Vietnamese media over the last few weeks has seen abundant coverage of land subsidence issues in the Mekong River Delta (Cuu Long Delta). There follow a series of national and regional events discussing the planning of this river delta in the face of growing exacerbation of climate change impacts. The repeated message is that, according to a new research (by Minderhoud et al, 2017), land subsidence is progressing at dangerous rate in many provinces in the delta, caused by overreliance on groundwater sources, and that this effect is much greater than that of climate change induced sea level rise. The combined impacts of these two processes are deemed to submerge the entire Cuu Long Delta in the course of the next 100 years (Dantri, 2017).

Land subsidence over 25 years from 1991 to 2016 in the Cuu Long River Delta. Photo: Chí Quốc – Graphics: Tấn Đạt. Source: tuoitre.vn
This is just one example from one region of Vietnam of the magnitude of disaster risks facing our cities, and our ability to reverse the onset of future urban disasters depends on an understanding of their nature.
Mind and chance
The first step to understanding urban disaster risks is perhaps to ask how the cities where they take place arrive at their current shape. Think of any major Vietnamese city of the modern day, say Da Nang City on the central coast, and most likely, the first images that pop up in your mind would be ones of magnificent bridges such as the Dragon Bridge and Tran Thi Ly Bridge on the Han River, of high-rising skyscrapers such as of the 37-storey City Administrative Hall and the also 37-storey Novotel Hotel nearby, of luxurious resorts such as those on along the coast on Truong Sa road, or of the city’s busy streets, shopping malls, markets, airport and amusement parks. All of these come together to make up an image of a modern city, shouting credit to the architects who first laid out their imagination on a piece of paper.

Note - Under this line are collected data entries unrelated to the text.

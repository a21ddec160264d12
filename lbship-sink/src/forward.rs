use crossbeam_channel::{Sender, TrySendError, bounded};
use lbship_core::AccessRecord;
use lbship_core::error::ConfigError;
use lbship_observability::{Metric, PipelineMetrics};
use std::net::{SocketAddr, ToSocketAddrs, UdpSocket};
use std::sync::{Arc, Mutex, PoisonError};
use std::thread::JoinHandle;
use tracing::{debug, info};

/// Best-effort copy of every enriched record to a UDP destination.
///
/// No channel or thread exists when forwarding is disabled. Each worker takes
/// its own [`ForwardHandle`], so forwarding never contends on a lock. Records
/// that do not fit in the queue are dropped.
pub struct Forwarder {
    sender: Mutex<Option<Sender<String>>>,
    thread: Mutex<Option<JoinHandle<()>>>,
    target: Option<SocketAddr>,
    metrics: Arc<PipelineMetrics>,
}

/// A worker's sending end. Holds its own channel sender.
#[derive(Clone)]
pub struct ForwardHandle {
    sender: Option<Sender<String>>,
    metrics: Arc<PipelineMetrics>,
}

impl ForwardHandle {
    /// A handle that forwards nothing.
    pub fn disabled() -> Self {
        Self {
            sender: None,
            metrics: Arc::new(PipelineMetrics::disabled()),
        }
    }

    pub fn is_enabled(&self) -> bool {
        self.sender.is_some()
    }

    /// Offer a record without blocking.
    pub fn forward(&self, record: &AccessRecord) {
        let Some(ref tx) = self.sender else {
            return;
        };
        match tx.try_send(record.to_json_line()) {
            Ok(()) => {}
            Err(TrySendError::Full(_)) | Err(TrySendError::Disconnected(_)) => {
                self.metrics.inc(Metric::ForwardDrops);
            }
        }
    }
}

impl Forwarder {
    pub fn disabled() -> Self {
        Self {
            sender: Mutex::new(None),
            thread: Mutex::new(None),
            target: None,
            metrics: Arc::new(PipelineMetrics::disabled()),
        }
    }

    /// Bind an ephemeral UDP socket and start the sender thread.
    pub fn spawn(
        target: &str,
        capacity: usize,
        metrics: Arc<PipelineMetrics>,
    ) -> Result<Self, ConfigError> {
        let addr = target
            .to_socket_addrs()
            .ok()
            .and_then(|mut addrs| addrs.next())
            .ok_or_else(|| ConfigError::Invalid(format!("invalid forward target {target:?}")))?;
        let bind: SocketAddr = if addr.is_ipv4() {
            ([0, 0, 0, 0], 0).into()
        } else {
            ([0u16; 8], 0).into()
        };
        let socket = UdpSocket::bind(bind)
            .map_err(|e| ConfigError::Invalid(format!("forward socket: {e}")))?;

        let (tx, rx) = bounded::<String>(capacity.max(1));
        let thread_metrics = Arc::clone(&metrics);
        let thread = std::thread::Builder::new()
            .name("lbship-forward".into())
            .spawn(move || {
                for doc in rx {
                    match socket.send_to(doc.as_bytes(), addr) {
                        Ok(_) => thread_metrics.inc(Metric::RecordsForwarded),
                        Err(e) => {
                            thread_metrics.inc(Metric::ForwardDrops);
                            debug!(target = %addr, error = %e, "Forward send failed");
                        }
                    }
                }
            })
            .map_err(|e| ConfigError::Invalid(format!("forward thread: {e}")))?;

        info!(target = %addr, capacity, "Record forwarding enabled");
        Ok(Self {
            sender: Mutex::new(Some(tx)),
            thread: Mutex::new(Some(thread)),
            target: Some(addr),
            metrics,
        })
    }

    pub fn is_enabled(&self) -> bool {
        self.target.is_some()
    }

    pub fn target(&self) -> Option<SocketAddr> {
        self.target
    }

    /// A new sending end. Disabled once the forwarder is closed.
    pub fn handle(&self) -> ForwardHandle {
        let sender = self
            .sender
            .lock()
            .unwrap_or_else(PoisonError::into_inner)
            .clone();
        ForwardHandle {
            sender,
            metrics: Arc::clone(&self.metrics),
        }
    }

    /// Stop handing out senders, let the thread send what is queued, and
    /// join it. The thread ends once every [`ForwardHandle`] is dropped, so
    /// call this after the workers have exited. Safe to call more than once.
    pub fn close(&self) {
        self.sender
            .lock()
            .unwrap_or_else(PoisonError::into_inner)
            .take();
        let handle = self
            .thread
            .lock()
            .unwrap_or_else(PoisonError::into_inner)
            .take();
        if let Some(handle) = handle {
            let _ = handle.join();
            debug!("Forwarder stopped");
        }
    }
}

impl Drop for Forwarder {
    /// Detaches the thread rather than joining it, since handles may still
    /// be alive; it exits when the last one is dropped.
    fn drop(&mut self) {
        self.sender
            .get_mut()
            .unwrap_or_else(PoisonError::into_inner)
            .take();
    }
}
//! Per-worker batch of pending documents.
//!
//! A `BatchSink` is owned by exactly one worker and is never shared, so it
//! needs no locking. Flushing hands the whole batch to [`Storage::bulk`] and
//! starts over with an empty one, whether or not the write succeeded.

use crate::storage::{SinkError, Storage};
use chrono::{DateTime, Utc};
use lbship_core::AccessRecord;
use lbship_core::config::ElasticsearchConfig;
use lbship_observability::{Metric, PipelineMetrics};
use std::sync::Arc;
use tracing::{debug, error, warn};

/// Target index, optionally partitioned by UTC day.
#[derive(Debug, Clone, PartialEq, Eq)]
pub struct IndexName {
    base: String,
    date_suffix: bool,
}

impl IndexName {
    pub fn new(base: impl Into<String>, date_suffix: bool) -> Self {
        Self {
            base: base.into(),
            date_suffix,
        }
    }

    pub fn from_config(config: &ElasticsearchConfig) -> Self {
        Self::new(config.index.clone(), config.index_date_suffix)
    }

    /// `lbship-2024-05-01` with a date suffix, `lbship` without.
    pub fn resolve(&self, now: DateTime<Utc>) -> String {
        if self.date_suffix {
            format!("{}-{}", self.base, now.format("%Y-%m-%d"))
        } else {
            self.base.clone()
        }
    }
}

pub struct BatchSink {
    storage: Arc<dyn Storage>,
    index: IndexName,
    pending: Vec<AccessRecord>,
    metrics: Arc<PipelineMetrics>,
}

impl BatchSink {
    pub fn new(storage: Arc<dyn Storage>, index: IndexName, metrics: Arc<PipelineMetrics>) -> Self {
        Self {
            storage,
            index,
            pending: Vec::new(),
            metrics,
        }
    }

    /// Append a document; returns the new pending count.
    pub fn add(&mut self, record: AccessRecord) -> usize {
        self.pending.push(record);
        self.pending.len()
    }

    pub fn pending(&self) -> usize {
        self.pending.len()
    }

    /// Write everything pending and clear the batch. An empty batch is a
    /// no-op. On error the documents are gone; nothing is kept for replay.
    pub async fn flush(&mut self) -> Result<usize, SinkError> {
        if self.pending.is_empty() {
            return Ok(0);
        }
        let docs = std::mem::take(&mut self.pending);
        let index = self.index.resolve(Utc::now());

        match self.storage.bulk(&index, &docs).await {
            Ok(outcome) => {
                self.metrics.inc_by(Metric::DocumentsFlushed, outcome.indexed as u64);
                if outcome.failed > 0 {
                    warn!(
                        storage = self.storage.name(),
                        index = %index,
                        failed = outcome.failed,
                        "Documents rejected by storage"
                    );
                }
                debug!(storage = self.storage.name(), index = %index, count = docs.len(), "Batch flushed");
                Ok(docs.len())
            }
            Err(e) => {
                self.metrics.inc(Metric::FlushFailures);
                error!(
                    storage = self.storage.name(),
                    index = %index,
                    lost = docs.len(),
                    error = %e,
                    "Batch flush failed"
                );
                Err(e)
            }
        }
    }
}
use thiserror::Error;

/// Fatal startup errors. Nothing is listening yet when one of these is raised.
#[derive(Error, Debug)]
pub enum ConfigError {
    #[error("Config file not found: {0}")]
    NotFound(String),

    #[error("Failed to load config: {0}")]
    Load(#[from] Box<figment::Error>),

    #[error("Invalid config: {0}")]
    Invalid(String),

    #[error("Invalid CIDR in cidr_ignore: {0:?}")]
    InvalidCidr(String),

    #[error("Failed to open GeoIP database {path}: {reason}")]
    GeoDatabase { path: String, reason: String },

    #[error("Failed to build storage client: {0}")]
    Storage(String),
}

impl From<figment::Error> for ConfigError {
    fn from(e: figment::Error) -> Self {
        ConfigError::Load(Box::new(e))
    }
}

/// Per-record rejection raised by the parser. Never fatal.
#[derive(Error, Debug, Clone, PartialEq, Eq)]
pub enum RecordError {
    /// Field count differs from the expected 11.
    #[error("Error parsing raw message ({fields} fields): {line}")]
    Malformed { fields: usize, line: String },

    /// Status outside [100, 511]. The load balancer emits these for
    /// requests that were retried or never completed upstream.
    #[error("Invalid status code {status}: {host}{uri}")]
    RejectedStatus {
        status: i64,
        host: String,
        uri: String,
    },
}

impl RecordError {
    pub fn is_malformed(&self) -> bool {
        matches!(self, RecordError::Malformed { .. })
    }
}
pub mod batch;
pub mod elastic;
pub mod forward;
pub mod storage;

pub use batch::{BatchSink, IndexName};
pub use elastic::ElasticClient;
pub use forward::{ForwardHandle, Forwarder};
pub use storage::{BulkOutcome, SinkError, Storage};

The Da Nang City Hall and Novotel buildings by the Han River
On the macro level, the ways these physical infrastructures and spaces are connected, the ways they interact with one another to enable the flows of goods and services, water and money, people and ideas are orchestrated by higher level designs, written in the city’s development plans, strategies, regulations and policies.
Da Nang’s urban master plan[1] prescribes which areas of the city are to see more apartment buildings and service facilities, which to be reserved for agriculture production, ecological tourism and green parks, which to be raised to which elevation and which are to be kept unchanged, the density of population, buildings, transport network, the installation of utilities and emergency facilities, and the locations of industrial facilities. The city’s regulations and policies provide from the height limit of buildings, to the minimum size of drainage pipes and the technical requirements of construction. They also have implications on the kinds and amounts of capital investments, the freshness of the water and air, the flow of traffic, and the depth, frequency and duration of flooding in local neighbourhoods. Again, there are many minds behind each of these blueprint documents through which cites are structured, organized, and operated, and their different trade-offs are made.
Lastly, at the micro level, the urban spaces are also shaped by all city inhabitants, those who live and work there on the daily basis with their down-to-earth demands, and whose creation and imagination are expressed in every little corner of the city.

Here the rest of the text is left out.